Ils occupaient le centre social

Une quarantaine de Roms expulsés à Parilly

La quarantaine de Roms qui occupaient depuis jeudi matin le centre social de Parilly (Vénissieux) ont été délogés par la police samedi matin. Selon les associations présentes, les familles soit quelque 25 personnes, ont été relogés à l’hôtel pour 3 nuits, les autres sont retournés à la rue. La maire de Vénissieux appelle les présidents du Conseil régional, Conseil général, de la Communauté urbaine, les maires de l’agglomération, et l’État à « apporter des solutions humaines, dignes et pérennes ».

Une trentaine de policiers se sont présentés à 8h du matin au centre social, quelques heures avant que le délai de 48 heures ne soit écoulé. Au delà de ce délai, l’expulsion aurait nécessité le feu vert du Tribunal administratif.

L’évacuation s’est déroulée dans le calme selon la mairie et les associations présentes. Une dizaine de personnes se sont vues signifier une obligation de quitter le territoire (OQTF). La police est repartie vers 9h30.

L’expulsion a été demandée par la mairie de Vénissieux. « Il est inadmissible que le centre social et la population soient pris en otage et que des familles populaires soient privées d’activités », a réagi Michèle Picard, la mairesse de la ville, interrogée par Lyon Info.

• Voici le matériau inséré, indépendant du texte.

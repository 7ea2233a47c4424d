//! In-process store used for embedding and tests.
//!
//! A single `RwLock` guards all three tables; `commit` validates every write
//! before applying any of them, which gives the same all-or-nothing behavior as
//! the database transaction.

use async_trait::async_trait;
use chrono::{DateTime, Utc};
use std::collections::HashMap;
use std::sync::{RwLock, RwLockReadGuard, RwLockWriteGuard};
use uuid::Uuid;

use crate::{
    error::{AppError, AppResult, ErrorCode},
    models::{reservation::queue_order, CatalogItem, CirculationRecord, Reservation},
};

use super::{stale_item, ChangeSet, CirculationStore, ItemWrite, RowWrite};

#[derive(Debug, Default)]
struct Tables {
    items: HashMap<Uuid, CatalogItem>,
    records: HashMap<Uuid, CirculationRecord>,
    reservations: HashMap<Uuid, Reservation>,
}

#[derive(Debug, Default)]
pub struct MemoryStore {
    tables: RwLock<Tables>,
}

impl MemoryStore {
    pub fn new() -> Self {
        Self::default()
    }

    fn read(&self) -> AppResult<RwLockReadGuard<'_, Tables>> {
        self.tables
            .read()
            .map_err(|_| AppError::Internal("Memory store lock poisoned".to_string()))
    }

    fn write(&self) -> AppResult<RwLockWriteGuard<'_, Tables>> {
        self.tables
            .write()
            .map_err(|_| AppError::Internal("Memory store lock poisoned".to_string()))
    }

    /// Every record ever written, for test assertions
    pub fn all_records(&self) -> AppResult<Vec<CirculationRecord>> {
        let mut records: Vec<_> = self.read()?.records.values().cloned().collect();
        records.sort_by_key(|r| (r.issue_date, r.id));
        Ok(records)
    }

    /// Overwrite an item without any checks. Only meant for fault-injection tests.
    #[doc(hidden)]
    pub fn force_item(&self, item: CatalogItem) -> AppResult<()> {
        self.write()?.items.insert(item.id, item);
        Ok(())
    }
}

fn check(tables: &Tables, changes: &ChangeSet) -> AppResult<()> {
    match &changes.item {
        Some(ItemWrite::Insert(item)) if tables.items.contains_key(&item.id) => {
            return Err(AppError::Conflict(
                ErrorCode::Failure,
                format!("Catalog item {} already exists", item.id),
            ));
        }
        Some(ItemWrite::Update { item, expected_version }) => match tables.items.get(&item.id) {
            None => {
                return Err(AppError::NotFound(format!(
                    "Catalog item with id {} not found",
                    item.id
                )))
            }
            Some(stored) if stored.version != *expected_version => return Err(stale_item(item.id)),
            Some(_) => {}
        },
        _ => {}
    }

    for write in &changes.records {
        match write {
            RowWrite::Insert(record) => {
                let duplicate = tables.records.values().any(|r| {
                    r.is_open() && r.item_id == record.item_id && r.patron_id == record.patron_id
                });
                if duplicate && record.is_open() {
                    return Err(AppError::Conflict(
                        ErrorCode::DuplicateLoan,
                        format!(
                            "Patron {} already has an open loan on item {}",
                            record.patron_id, record.item_id
                        ),
                    ));
                }
            }
            RowWrite::Update(record) if !tables.records.contains_key(&record.id) => {
                return Err(AppError::NotFound(format!("Loan with id {} not found", record.id)));
            }
            RowWrite::Update(_) => {}
        }
    }

    for write in &changes.reservations {
        if let RowWrite::Update(reservation) = write {
            if !tables.reservations.contains_key(&reservation.id) {
                return Err(AppError::NotFound(format!(
                    "Reservation with id {} not found",
                    reservation.id
                )));
            }
        }
    }

    Ok(())
}

#[async_trait]
impl CirculationStore for MemoryStore {
    async fn ping(&self) -> AppResult<()> {
        self.read().map(|_| ())
    }

    async fn get_item(&self, id: Uuid) -> AppResult<CatalogItem> {
        self.read()?
            .items
            .get(&id)
            .cloned()
            .ok_or_else(|| AppError::NotFound(format!("Catalog item with id {} not found", id)))
    }

    async fn list_items(&self) -> AppResult<Vec<CatalogItem>> {
        let mut items: Vec<_> = self.read()?.items.values().cloned().collect();
        items.sort_by_key(|i| (i.created_at, i.id));
        Ok(items)
    }

    async fn get_record(&self, id: Uuid) -> AppResult<CirculationRecord> {
        self.read()?
            .records
            .get(&id)
            .cloned()
            .ok_or_else(|| AppError::NotFound(format!("Loan with id {} not found", id)))
    }

    async fn get_reservation(&self, id: Uuid) -> AppResult<Reservation> {
        self.read()?
            .reservations
            .get(&id)
            .cloned()
            .ok_or_else(|| AppError::NotFound(format!("Reservation with id {} not found", id)))
    }

    async fn open_record_for(&self, item_id: Uuid, patron_id: Uuid) -> AppResult<Option<CirculationRecord>> {
        Ok(self
            .read()?
            .records
            .values()
            .find(|r| r.is_open() && r.item_id == item_id && r.patron_id == patron_id)
            .cloned())
    }

    async fn active_reservation_for(&self, item_id: Uuid, patron_id: Uuid) -> AppResult<Option<Reservation>> {
        Ok(self
            .read()?
            .reservations
            .values()
            .find(|r| r.is_active() && r.item_id == item_id && r.patron_id == patron_id)
            .cloned())
    }

    async fn active_reservations_by_item(&self, item_id: Uuid) -> AppResult<Vec<Reservation>> {
        let mut queue: Vec<_> = self
            .read()?
            .reservations
            .values()
            .filter(|r| r.is_active() && r.item_id == item_id)
            .cloned()
            .collect();
        queue.sort_by(queue_order);
        Ok(queue)
    }

    async fn expired_reservations(&self, now: DateTime<Utc>) -> AppResult<Vec<Reservation>> {
        let mut expired: Vec<_> = self
            .read()?
            .reservations
            .values()
            .filter(|r| r.is_active() && r.is_expired_at(now))
            .cloned()
            .collect();
        expired.sort_by_key(|r| (r.item_id, r.expiry_date));
        Ok(expired)
    }

    async fn open_records_by_item(&self, item_id: Uuid) -> AppResult<Vec<CirculationRecord>> {
        let mut records: Vec<_> = self
            .read()?
            .records
            .values()
            .filter(|r| r.is_open() && r.item_id == item_id)
            .cloned()
            .collect();
        records.sort_by_key(|r| (r.issue_date, r.id));
        Ok(records)
    }

    async fn records_by_patron(&self, patron_id: Uuid) -> AppResult<Vec<CirculationRecord>> {
        let mut records: Vec<_> = self
            .read()?
            .records
            .values()
            .filter(|r| r.patron_id == patron_id)
            .cloned()
            .collect();
        records.sort_by(|a, b| b.issue_date.cmp(&a.issue_date));
        Ok(records)
    }

    async fn reservations_by_patron(&self, patron_id: Uuid) -> AppResult<Vec<Reservation>> {
        let mut reservations: Vec<_> = self
            .read()?
            .reservations
            .values()
            .filter(|r| r.patron_id == patron_id)
            .cloned()
            .collect();
        reservations.sort_by(|a, b| b.reserved_date.cmp(&a.reserved_date));
        Ok(reservations)
    }

    async fn overdue_records(&self, now: DateTime<Utc>) -> AppResult<Vec<CirculationRecord>> {
        let mut records: Vec<_> = self
            .read()?
            .records
            .values()
            .filter(|r| r.is_overdue(now))
            .cloned()
            .collect();
        records.sort_by_key(|r| (r.due_date, r.id));
        Ok(records)
    }

    async fn commit(&self, changes: ChangeSet) -> AppResult<()> {
        let mut tables = self.write()?;
        check(&tables, &changes)?;

        match changes.item {
            Some(ItemWrite::Insert(item)) | Some(ItemWrite::Update { item, .. }) => {
                tables.items.insert(item.id, item);
            }
            None => {}
        }
        for write in changes.records {
            let (RowWrite::Insert(record) | RowWrite::Update(record)) = write;
            tables.records.insert(record.id, record);
        }
        for write in changes.reservations {
            let (RowWrite::Insert(reservation) | RowWrite::Update(reservation)) = write;
            tables.reservations.insert(reservation.id, reservation);
        }

        Ok(())
    }
}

« Vénissieux prend toutes ses responsabilités, mais ne pourra résorber à elle-seule toute la misère, et notamment gérer la question des 800 Roms qui errent dans l’agglomération », affirme-t-elle et rappelle que sa ville est la seule de l’agglomération à avoir mis à la disposition de la préfecture un terrain pour loger une soixantaine de personnes dans le cadre du plan grand froid. Celui-ci n’a toutefois pas encore été déclenché.